# Task goal:
Write out, word for word, every line from the one where "the given name." occurs to the final line of the entries, and nothing beyond them.

⁂

//! Ingredient factory.

use crate::factory::helpers::next_id;
use chrono::Utc;
use sea_orm::{ActiveModelTrait, ActiveValue, DatabaseConnection, DbErr};

/// Creates an ingredient named `"Ingredient {id}"` in the `"produce"` category.
pub async fn create_ingredient(
    db: &DatabaseConnection,
) -> Result<entity::ingredient::Model, DbErr> {
    create_named_ingredient(db, format!("Ingredient {}", next_id())).await
}

/// Creates an ingredient with the given name.
pub async fn create_named_ingredient(
    db: &DatabaseConnection,
    name: impl Into<String>,
) -> Result<entity::ingredient::Model, DbErr> {
    entity::ingredient::ActiveModel {
        id: ActiveValue::NotSet,
        name: ActiveValue::Set(name.into()),
        category: ActiveValue::Set("produce".to_string()),
        unit: ActiveValue::Set("kg".to_string()),
        seasonal: ActiveValue::Set(false),
        created_at: ActiveValue::Set(Utc::now()),
    }
    .insert(db)
    .await
}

⁂

# Output of the task:
/// Creates an ingredient with the given name.
pub async fn create_named_ingredient(
    db: &DatabaseConnection,
    name: impl Into<String>,
) -> Result<entity::ingredient::Model, DbErr> {
    entity::ingredient::ActiveModel {
        id: ActiveValue::NotSet,
        name: ActiveValue::Set(name.into()),
        category: ActiveValue::Set("produce".to_string()),
        unit: ActiveValue::Set("kg".to_string()),
        seasonal: ActiveValue::Set(false),
        created_at: ActiveValue::Set(Utc::now()),
    }
    .insert(db)
    .await
}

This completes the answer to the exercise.